WORK TASK ▸
Set out exactly, line by line, the stretch of data below that begins at the line containing "let prd = PrdtEntry" and ends at the line containing "let table = memory.command_table.as_ptr();", with both ends kept.

SOURCE DATA ▸
impl<R: RegisterIo, C: Clock, D: DmaMemory> AhciPort<'_, R, C, D> {
    /// Issue `cmd` and wait for it to finish
    ///
    /// Returns the register snapshot on success. A failed command leaves the
    /// port recovered and running again, but is not retried.
    pub fn execute(
        &mut self,
        cmd: &AtaCommand,
        buffer: Option<&mut DmaBuffer>,
    ) -> Result<TaskFileRegisters, AhciError> {
        if self.state != super::PortState::Ready {
            return Err(AhciError::PortNotReady);
        }
        let Some(memory) = self.memory.as_mut() else {
            return Err(AhciError::PortNotReady);
        };

        if cmd.length > MAX_PRD_BYTES {
            return Err(AhciError::TransferTooLarge);
        }
        let size = transfer_size(cmd.length);
        let dba = match buffer {
            Some(buf) if buf.len() < size => return Err(AhciError::BufferTooSmall),
            Some(buf) => buf.phys_addr(),
            // A data phase always needs somewhere to land
            None if cmd.direction != Direction::None => return Err(AhciError::BufferTooSmall),
            None => 0,
        };

        memory.command_list.clear();
        memory.command_table.clear();

        let header = CommandHeader::new(
            cmd.direction == Direction::Write,
            memory.command_table.phys_addr(),
        );
        let prd = PrdtEntry {
            dba: dba as u32,
            dbau: (dba >> 32) as u32,
            reserved: 0,
            dbc: (size as u32 - 1) | 1 << 31,
        };

        // SAFETY: both buffers are PORT_DMA_SIZE bytes and PORT_DMA_ALIGN aligned,
        // large enough for one header and a table with one PRD
        unsafe {
            (memory.command_list.as_ptr() as *mut CommandHeader).write_volatile(header);
            let table = memory.command_table.as_ptr();
            (table as *mut FisRegH2D).write_volatile(FisRegH2D::from(cmd));
            (table.add(PRDT_OFFSET) as *mut PrdtEntry).write_volatile(prd);
        }

        log::trace!(
            "AHCI Port {}: issuing command {:#04x} ({:?}, {} bytes)",
            self.number,
            cmd.command,
            cmd.direction,
            size
        );

        fence(Ordering::SeqCst);

        let regs = self.regs();
        let clock = self.controller.clock();
        let timeouts = self.controller.timeouts();

        regs.clear_interrupt_status();
        regs.issue_slot0();

        let mut task_file = None;
        let completed = wait_for(clock, timeouts.command_ms, || {
            let is = regs.interrupt_status();
            if is.get() == 0 {
                return false;
            }
            regs.write(PX_IS, is.get());
            if is.is_set(PORT_IS::TFES) || is.is_set(PORT_IS::DHRS) || is.is_set(PORT_IS::PSS) {
                let tfd = regs.tfd();
                task_file = Some((tfd.read(PORT_TFD::STS) as u8, tfd.read(PORT_TFD::ERR) as u8));
                return true;
            }
            false
        });
        let (status, error) = match task_file {
            Some(tf) if completed => tf,
            _ => (0xFF, 0xFF),
        };

        self.controller.acknowledge_port(self.number);

        fence(Ordering::SeqCst);
        self.last_registers = self.read_received_fis(status, error);

        if status_ok(status) {
            return Ok(self.last_registers);
        }

        let failure = if completed {
            log::warn!(
                "AHCI Port {}: command {:#04x} failed: status={:#04x} error={:#04x}",
                self.number,
                cmd.command,
                status,
                error
            );
            AhciError::TaskFileError { status, error }
        } else {
            log::warn!(
                "AHCI Port {}: command {:#04x} timed out",
                self.number,
                cmd.command
            );
            AhciError::CommandTimeout
        };

        if let Err(e) = self.recover() {
            self.state = super::PortState::Stopped;
            return Err(e);
        }
        Err(failure)
    }

    /// Build the legacy snapshot from the received D2H register FIS
    fn read_received_fis(&self, status: u8, error: u8) -> TaskFileRegisters {
        let fis = self
            .memory
            .as_ref()
            .and_then(|m| m.received_fis.as_slice().get(RFIS_D2H_OFFSET..))
            .and_then(|bytes| FisRegD2H::read_from_prefix(bytes).ok())
            .map(|(fis, _)| fis)
            .unwrap_or_default();

        TaskFileRegisters {
            status,
            error,
            device: fis.device,
            sector: fis.lba0,
            cyl_low: fis.lba1,
            cyl_high: fis.lba2,
            count: fis.count_l,
            sector_exp: fis.lba3,
            cyl_low_exp: fis.lba4,
            cyl_high_exp: fis.lba5,
            count_exp: fis.count_h,
        }
    }

    /// Bring the port back to a runnable state after a failed command
    ///
    /// Stops the engine, clears errors and interrupts, issues a COMRESET if
    /// the device is still busy, then restarts the engine.
    fn recover(&mut self) -> Result<(), AhciError> {
        let regs = self.regs();
        let clock = self.controller.clock();
        let timeouts = self.controller.timeouts();

        regs.modify_cmd(PORT_CMD::ST::CLEAR);
        if !wait_for(clock, timeouts.recovery_ms, || {
            !regs.cmd().is_set(PORT_CMD::CR)
        }) {
            log::error!("AHCI Port {}: engine did not stop for recovery", self.number);
            return Err(AhciError::PortQuiesceTimeout);
        }

        regs.clear_errors();
        regs.clear_interrupt_status();

        if regs.busy() {
            log::debug!("AHCI Port {}: device busy, issuing COMRESET", self.number);
            let sctl = regs.sctl();
            let mut comreset = sctl;
            comreset.modify(PORT_SCTL::DET::Comreset);
            regs.write(PX_SCTL, comreset.get());
            delay_ms(clock, timeouts.comreset_ms);
            regs.write(PX_SCTL, sctl.get());
        }

        regs.modify_cmd(PORT_CMD::ST::SET);
        Ok(())
    }

    /// Legacy 28-bit command without address registers
    ///
    /// SMART gets its signature in LBA mid/high. A data phase is always one
    /// 512-byte sector.
    pub fn send_command(
        &mut self,
        command: u8,
        features: u8,
        count: u8,
        direction: Direction,
        buffer: Option<&mut DmaBuffer>,
    ) -> Result<TaskFileRegisters, AhciError> {
        let (cyl_low, cyl_high) = if command == ATA_CMD_SMART {
            (SMART_LBA_MID, SMART_LBA_HIGH)
        } else {
            (0, 0)
        };
        let cmd = AtaCommand {
            command,
            features,
            count,
            cyl_low,
            cyl_high,
            device: ATA_DEVICE_DEFAULT,
            direction,
            length: if direction == Direction::None {
                0
            } else {
                SECTOR_SIZE as usize
            },
            ..Default::default()
        };
        self.execute(&cmd, buffer)
    }

    /// 28-bit command with explicit address registers and length
    #[allow(clippy::too_many_arguments)]
    pub fn send_command_extended(
        &mut self,
        command: u8,
        features: u8,
        sector: u8,
        cyl_low: u8,
        cyl_high: u8,
        count: u8,
        device: u8,
        direction: Direction,
        buffer: Option<&mut DmaBuffer>,
        length: usize,
    ) -> Result<TaskFileRegisters, AhciError> {
        let cmd = AtaCommand {
            command,
            features,
            sector,
            cyl_low,
            cyl_high,
            count,
            device,
            direction,
            length,
            ..Default::default()
        };
        self.execute(&cmd, buffer)
    }

    /// 48-bit command; `registers` supplies the low and high address and count bytes
    pub fn send_command_extended_48bit(
        &mut self,
        command: u8,
        features: u16,
        registers: &TaskFileRegisters,
        direction: Direction,
        buffer: Option<&mut DmaBuffer>,
        length: usize,
    ) -> Result<TaskFileRegisters, AhciError> {
        let cmd = AtaCommand {
            command,
            features: features as u8,
            features_exp: (features >> 8) as u8,
            device: registers.device,
            sector: registers.sector,
            cyl_low: registers.cyl_low,
            cyl_high: registers.cyl_high,
            count: registers.count,
            sector_exp: registers.sector_exp,
            cyl_low_exp: registers.cyl_low_exp,
            cyl_high_exp: registers.cyl_high_exp,
            count_exp: registers.count_exp,
            direction,
            length,
        };
        self.execute(&cmd, buffer)
    }

    /// IDENTIFY DEVICE into a buffer of at least one sector
    pub fn identify(&mut self, buffer: &mut DmaBuffer) -> Result<TaskFileRegisters, AhciError> {
        self.send_command(ATA_CMD_IDENTIFY, 0, 0, Direction::Read, Some(buffer))
    }
}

ANSWER SECTION ▸
        let prd = PrdtEntry {
            dba: dba as u32,
            dbau: (dba >> 32) as u32,
            reserved: 0,
            dbc: (size as u32 - 1) | 1 << 31,
        };

        // SAFETY: both buffers are PORT_DMA_SIZE bytes and PORT_DMA_ALIGN aligned,
        // large enough for one header and a table with one PRD
        unsafe {
            (memory.command_list.as_ptr() as *mut CommandHeader).write_volatile(header);
            let table = memory.command_table.as_ptr();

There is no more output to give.